Problem statement:
Set down the material exactly. Keep every line.

Listed records:
+ + +
//! CLI entry points

pub mod serve;

use clap::{Parser, Subcommand};

/// MLTrack - project, dataset and model lineage tracking for ML teams
#[derive(Parser)]
#[command(name = "mltrack")]
#[command(version, about, long_about = None)]
pub struct Cli {
    #[command(subcommand)]
    pub command: Command,
}

#[derive(Subcommand)]
pub enum Command {
    /// Run the HTTP API server
    Serve,
}
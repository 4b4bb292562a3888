//! Model trainer collaborator contract

use std::fmt::Debug;
use std::path::Path;
use std::sync::Arc;

use async_trait::async_trait;
use serde::{Deserialize, Serialize};

/// Progress callback invoked by the trainer with 0..=100, or a negative
/// sentinel on internal training failure.
pub type ProgressFn = Arc<dyn Fn(i32) + Send + Sync>;

/// Hyperparameters recognized by the trainer. Unknown keys in incoming JSON
/// are ignored; absent keys take these defaults.
#[derive(Debug, Clone, Serialize, Deserialize)]
#[serde(default)]
pub struct Hyperparameters {
    pub model_architecture: String,
    pub epochs: u32,
    pub batch_size: u32,
    pub learning_rate: f64,
    pub num_classes: u32,
    pub optimizer: String,
    pub loss_function: String,
    /// Percentages; expected to sum to ~100. No normalization is applied.
    pub train_split: u32,
    pub validation_split: u32,
    pub test_split: u32,
}

impl Default for Hyperparameters {
    fn default() -> Self {
        Self {
            model_architecture: "resnet".to_string(),
            epochs: 10,
            batch_size: 32,
            learning_rate: 0.001,
            num_classes: 10,
            optimizer: "adam".to_string(),
            loss_function: "cross_entropy".to_string(),
            train_split: 70,
            validation_split: 20,
            test_split: 10,
        }
    }
}

/// Sample counts for one three-way split
#[derive(Debug, Clone, Copy, PartialEq, Eq, Serialize)]
pub struct SplitCounts {
    pub train: usize,
    pub validation: usize,
    pub test: usize,
}

impl Hyperparameters {
    /// Single source of truth for the three-way split: validation and test
    /// are taken from their percentages, train is the remainder.
    pub fn split_counts(&self, total: usize) -> SplitCounts {
        let validation = total * self.validation_split as usize / 100;
        let test = total * self.test_split as usize / 100;
        SplitCounts {
            train: total - validation - test,
            validation,
            test,
        }
    }
}

/// Terminal status of one trainer invocation
#[derive(Debug, Clone, Copy, PartialEq, Eq, Serialize, Deserialize)]
#[serde(rename_all = "snake_case")]
pub enum OutcomeStatus {
    Completed,
    Failed,
}

/// Result record returned by the trainer collaborator
#[derive(Debug, Clone, Serialize)]
pub struct TrainingOutcome {
    pub status: OutcomeStatus,
    pub final_loss: f64,
    pub final_accuracy: f64,
    pub epochs_completed: u32,
    pub error: Option<String>,
}

impl TrainingOutcome {
    pub fn completed(final_loss: f64, final_accuracy: f64, epochs_completed: u32) -> Self {
        Self {
            status: OutcomeStatus::Completed,
            final_loss,
            final_accuracy,
            epochs_completed,
            error: None,
        }
    }

    pub fn failed(error: impl Into<String>) -> Self {
        Self {
            status: OutcomeStatus::Failed,
            final_loss: 0.0,
            final_accuracy: 0.0,
            epochs_completed: 0,
            error: Some(error.into()),
        }
    }
}

/// External collaborator that turns a materialized dataset directory into a
/// trained artifact. Implementations must report progress through the
/// callback and must not panic across the boundary; failures come back as a
/// failed outcome.
#[cfg_attr(test, mockall::automock)]
#[async_trait]
pub trait ModelTrainer: Send + Sync + Debug {
    async fn train(
        &self,
        dataset_dir: &Path,
        output_path: &Path,
        hyperparameters: &Hyperparameters,
        progress: ProgressFn,
    ) -> TrainingOutcome;
}

#[cfg(test)]
mod tests {
    use super::*;

    #[test]
    fn test_hyperparameter_defaults() {
        let hp = Hyperparameters::default();
        assert_eq!(hp.epochs, 10);
        assert_eq!(hp.batch_size, 32);
        assert_eq!(hp.train_split + hp.validation_split + hp.test_split, 100);
    }

    #[test]
    fn test_hyperparameters_from_partial_json() {
        let hp: Hyperparameters =
            serde_json::from_value(serde_json::json!({"epochs": 3, "optimizer": "sgd"})).unwrap();
        assert_eq!(hp.epochs, 3);
        assert_eq!(hp.optimizer, "sgd");
        assert_eq!(hp.batch_size, 32);
    }

    #[test]
    fn test_split_counts_remainder_goes_to_train() {
        let hp = Hyperparameters::default();
        let splits = hp.split_counts(103);

        assert_eq!(splits.validation, 20);
        assert_eq!(splits.test, 10);
        assert_eq!(splits.train, 73);
        assert_eq!(splits.train + splits.validation + splits.test, 103);
    }

    #[test]
    fn test_split_counts_small_total() {
        let hp = Hyperparameters::default();
        let splits = hp.split_counts(3);

        // Percentages truncate to zero; everything lands in train
        assert_eq!(splits.validation, 0);
        assert_eq!(splits.test, 0);
        assert_eq!(splits.train, 3);
    }

    #[test]
    fn test_outcome_constructors() {
        let ok = TrainingOutcome::completed(0.42, 0.91, 10);
        assert_eq!(ok.status, OutcomeStatus::Completed);
        assert!(ok.error.is_none());

        let failed = TrainingOutcome::failed("no images found");
        assert_eq!(failed.status, OutcomeStatus::Failed);
        assert_eq!(failed.error.as_deref(), Some("no images found"));
    }
}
+ + +
Answer space:
//! CLI entry points

pub mod serve;

use clap::{Parser, Subcommand};

/// MLTrack - project, dataset and model lineage tracking for ML teams
#[derive(Parser)]
#[command(name = "mltrack")]
#[command(version, about, long_about = None)]
pub struct Cli {
    #[command(subcommand)]
    pub command: Command,
}

#[derive(Subcommand)]
pub enum Command {
    /// Run the HTTP API server
    Serve,
}
repository 4b4bb292562a3888
//! Model trainer collaborator contract

use std::fmt::Debug;
use std::path::Path;
use std::sync::Arc;

use async_trait::async_trait;
use serde::{Deserialize, Serialize};

/// Progress callback invoked by the trainer with 0..=100, or a negative
/// sentinel on internal training failure.
pub type ProgressFn = Arc<dyn Fn(i32) + Send + Sync>;

/// Hyperparameters recognized by the trainer. Unknown keys in incoming JSON
/// are ignored; absent keys take these defaults.
#[derive(Debug, Clone, Serialize, Deserialize)]
#[serde(default)]
pub struct Hyperparameters {
    pub model_architecture: String,
    pub epochs: u32,
    pub batch_size: u32,
    pub learning_rate: f64,
    pub num_classes: u32,
    pub optimizer: String,
    pub loss_function: String,
    /// Percentages; expected to sum to ~100. No normalization is applied.
    pub train_split: u32,
    pub validation_split: u32,
    pub test_split: u32,
}

impl Default for Hyperparameters {
    fn default() -> Self {
        Self {
            model_architecture: "resnet".to_string(),
            epochs: 10,
            batch_size: 32,
            learning_rate: 0.001,
            num_classes: 10,
            optimizer: "adam".to_string(),
            loss_function: "cross_entropy".to_string(),
            train_split: 70,
            validation_split: 20,
            test_split: 10,
        }
    }
}

/// Sample counts for one three-way split
#[derive(Debug, Clone, Copy, PartialEq, Eq, Serialize)]
pub struct SplitCounts {
    pub train: usize,
    pub validation: usize,
    pub test: usize,
}

impl Hyperparameters {
    /// Single source of truth for the three-way split: validation and test
    /// are taken from their percentages, train is the remainder.
    pub fn split_counts(&self, total: usize) -> SplitCounts {
        let validation = total * self.validation_split as usize / 100;
        let test = total * self.test_split as usize / 100;
        SplitCounts {
            train: total - validation - test,
            validation,
            test,
        }
    }
}

/// Terminal status of one trainer invocation
#[derive(Debug, Clone, Copy, PartialEq, Eq, Serialize, Deserialize)]
#[serde(rename_all = "snake_case")]
pub enum OutcomeStatus {
    Completed,
    Failed,
}

/// Result record returned by the trainer collaborator
#[derive(Debug, Clone, Serialize)]
pub struct TrainingOutcome {
    pub status: OutcomeStatus,
    pub final_loss: f64,
    pub final_accuracy: f64,
    pub epochs_completed: u32,
    pub error: Option<String>,
}

impl TrainingOutcome {
    pub fn completed(final_loss: f64, final_accuracy: f64, epochs_completed: u32) -> Self {
        Self {
            status: OutcomeStatus::Completed,
            final_loss,
            final_accuracy,
            epochs_completed,
            error: None,
        }
    }

    pub fn failed(error: impl Into<String>) -> Self {
        Self {
            status: OutcomeStatus::Failed,
            final_loss: 0.0,
            final_accuracy: 0.0,
            epochs_completed: 0,
            error: Some(error.into()),
        }
    }
}

/// External collaborator that turns a materialized dataset directory into a
/// trained artifact. Implementations must report progress through the
/// callback and must not panic across the boundary; failures come back as a
/// failed outcome.
#[cfg_attr(test, mockall::automock)]
#[async_trait]
pub trait ModelTrainer: Send + Sync + Debug {
    async fn train(
        &self,
        dataset_dir: &Path,
        output_path: &Path,
        hyperparameters: &Hyperparameters,
        progress: ProgressFn,
    ) -> TrainingOutcome;
}

#[cfg(test)]
mod tests {
    use super::*;

    #[test]
    fn test_hyperparameter_defaults() {
        let hp = Hyperparameters::default();
        assert_eq!(hp.epochs, 10);
        assert_eq!(hp.batch_size, 32);
        assert_eq!(hp.train_split + hp.validation_split + hp.test_split, 100);
    }

    #[test]
    fn test_hyperparameters_from_partial_json() {
        let hp: Hyperparameters =
            serde_json::from_value(serde_json::json!({"epochs": 3, "optimizer": "sgd"})).unwrap();
        assert_eq!(hp.epochs, 3);
        assert_eq!(hp.optimizer, "sgd");
        assert_eq!(hp.batch_size, 32);
    }

    #[test]
    fn test_split_counts_remainder_goes_to_train() {
        let hp = Hyperparameters::default();
        let splits = hp.split_counts(103);

        assert_eq!(splits.validation, 20);
        assert_eq!(splits.test, 10);
        assert_eq!(splits.train, 73);
        assert_eq!(splits.train + splits.validation + splits.test, 103);
    }

    #[test]
    fn test_split_counts_small_total() {
        let hp = Hyperparameters::default();
        let splits = hp.split_counts(3);

        // Percentages truncate to zero; everything lands in train
        assert_eq!(splits.validation, 0);
        assert_eq!(splits.test, 0);
        assert_eq!(splits.train, 3);
    }

    #[test]
    fn test_outcome_constructors() {
        let ok = TrainingOutcome::completed(0.42, 0.91, 10);
        assert_eq!(ok.status, OutcomeStatus::Completed);
        assert!(ok.error.is_none());

        let failed = TrainingOutcome::failed("no images found");
        assert_eq!(failed.status, OutcomeStatus::Failed);
        assert_eq!(failed.error.as_deref(), Some("no images found"));
    }
}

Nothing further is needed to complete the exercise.